Escrevo sobre escrever cartas a quem nunca se escreveu, a
quem se conhece por dentro sem que o outro alguma vez nos
tenha visto e ainda assim nos compreenda profundamente.
Assim li estas Cartas. Mas há mais do que isso neste livro.
Há um acto de generosidade e de reconhecimento de uma obra
que é a Unicepe. Um livro pode propagar-se falando de umas
coisas e dizendo outras, e é essa grande arte da
literatura.
Com este livro, vários tributos são feitos. O leitor recebe
o que compreende e a Unicepe recebe o que semeou, pelas
mãos desta artista, com um objeto simples, mas belo e
profundo com que quis dizer ao mundo: Eu reverencio esta
instituição, por favor acompanhem-me no gesto com a leitura
desta obra. Assim se oferece um livro desde a sua génese
até ao seu leitor para que uma associação benemérita e de
profunda incidência e relevância cultural possa vir a
beneficiar do que semeou.
Eis um livro escrito como quem põe semente na terra para
que outro, que há muitos anos vem semeando, possa colher.
E como está bem escrito! Já nos vamos desabituando de ver
uma escrita escorreita e criativa, como se o criativo já
dispensasse a base, a estrutura, a coluna que é a língua
cultivada e culta. Outras formas existem, mas não se podem
confundir.
Como escreve Shakespeare no Hamlet:
“separar isto de isto, se isto se mostrar diferente”.

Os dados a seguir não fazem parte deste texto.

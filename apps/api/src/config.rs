use std::path::PathBuf;

use anyhow::{Context, Result};

const DEFAULT_EMBEDDING_MODEL: &str = "text-embedding-3-small";
const DEFAULT_FEEDBACK_MODEL: &str = "gpt-4o-mini";

/// Application configuration loaded from environment variables.
/// Everything has a default; only the embedding and feedback endpoints pull in more.
#[derive(Debug, Clone)]
pub struct Config {
    pub port: u16,
    pub rust_log: String,
    /// JSON skill vocabulary; the built-in vocabulary is used when unset.
    pub skill_vocabulary_path: Option<PathBuf>,
    /// JSON overrides for scoring weights, thresholds and cutoffs.
    pub scoring_config_path: Option<PathBuf>,
    /// OpenAI-compatible embeddings endpoint. Unset means the hashing embedder.
    pub embedding_api_url: Option<String>,
    pub embedding_api_key: Option<String>,
    pub embedding_model: String,
    /// OpenAI-compatible chat endpoint for narrative feedback. Unset means none.
    pub feedback_api_url: Option<String>,
    pub feedback_api_key: Option<String>,
    pub feedback_model: String,
    pub max_concurrent_evaluations: usize,
}

impl Config {
    pub fn from_env() -> Result<Self> {
        dotenvy::dotenv().ok(); // load .env if present; ignore if missing
        Self::from_lookup(|key| std::env::var(key).ok())
    }

    fn from_lookup(lookup: impl Fn(&str) -> Option<String>) -> Result<Self> {
        let get = |key: &str| lookup(key).filter(|v| !v.trim().is_empty());

        Ok(Config {
            port: get("PORT")
                .unwrap_or_else(|| "8080".to_string())
                .parse::<u16>()
                .context("PORT must be a valid port number")?,
            rust_log: get("RUST_LOG").unwrap_or_else(|| "info".to_string()),
            skill_vocabulary_path: get("SKILL_VOCABULARY_PATH").map(PathBuf::from),
            scoring_config_path: get("SCORING_CONFIG_PATH").map(PathBuf::from),
            embedding_api_url: get("EMBEDDING_API_URL"),
            embedding_api_key: get("EMBEDDING_API_KEY"),
            embedding_model: get("EMBEDDING_MODEL")
                .unwrap_or_else(|| DEFAULT_EMBEDDING_MODEL.to_string()),
            feedback_api_url: get("FEEDBACK_API_URL"),
            feedback_api_key: get("FEEDBACK_API_KEY"),
            feedback_model: get("FEEDBACK_MODEL")
                .unwrap_or_else(|| DEFAULT_FEEDBACK_MODEL.to_string()),
            max_concurrent_evaluations: get("MAX_CONCURRENT_EVALUATIONS")
                .unwrap_or_else(|| "8".to_string())
                .parse::<usize>()
                .ok()
                .filter(|n| *n > 0)
                .context("MAX_CONCURRENT_EVALUATIONS must be a positive integer")?,
        })
    }
}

Falo de Anaas (Ana Almeida Santos), a autora de um pequeno
grande livro intitulado Cartas a Tom Waits, de Janeiro de
2019, em edição de autor.
Cada carta corresponde a uma canção, quem conhece as
canções, ou ao menos algumas, pode entrar no ambiente
musical através do envolvente literário criado, mas quem
não conhece as canções entra na sua própria melodia através
das histórias reflexivas criadas pela autora.
Em cada carta, ela dirige-se a Tom Waits, e nós entramos
como voyeurs autorizados, sem culpa, mas com idêntico
prazer ao de quem espreita. Fala de retalhos, das memórias
de uma menina, de um cão que partiu, movimentos antigos da
dança, a própria música de Tom Waits, confidências…
A vida (de quem narra, porque não posso assegurar que seja
a autora), cruza-se com a música, com o músico, com as
memórias da criança, e em tudo isto perpassa uma enorme
inocência e uma enorme audácia e uma enorme coragem. Vai
buscar os temas a Tom, a nós leitores e ao seu próprio
mundo, e por isso fala sobre o amor, a relatividade, os
domingos, as gravatas, livros, cães, escrita, árvores,
avós, infância, pessoas, flores, sem-abrigo… e Tom.
Fá-lo de forma simples, emotiva, mas não exaltada,
complexa, culta e erudita. Por vezes triste, por vezes
irónica. O que é o mesmo. Ofereça-se, leitor, este livro
como prenda de Natal. Ou de outra qualquer efeméride. Ainda
está a tempo. Sempre. Faça como Anaas:
«Tom, estás uma vez mais na lista do pai natal.
Tom, espero oferecer-te este livro no teu próximo
aniversário.»
E depois vá ouvir Back in the good old world, de Tom Waits.
Ou Innocent when you dream. A canção e o texto de Anaas.
Como diz um menino pequenino do meu mundo: Prefiro todos.
Ou Adoro muito. Ele ainda se permite falar assim e eu adoro
muito ouvi-lo. Como ler Anaas, quase tão inocente como ele,
mas pela força das coisas, mais erudita.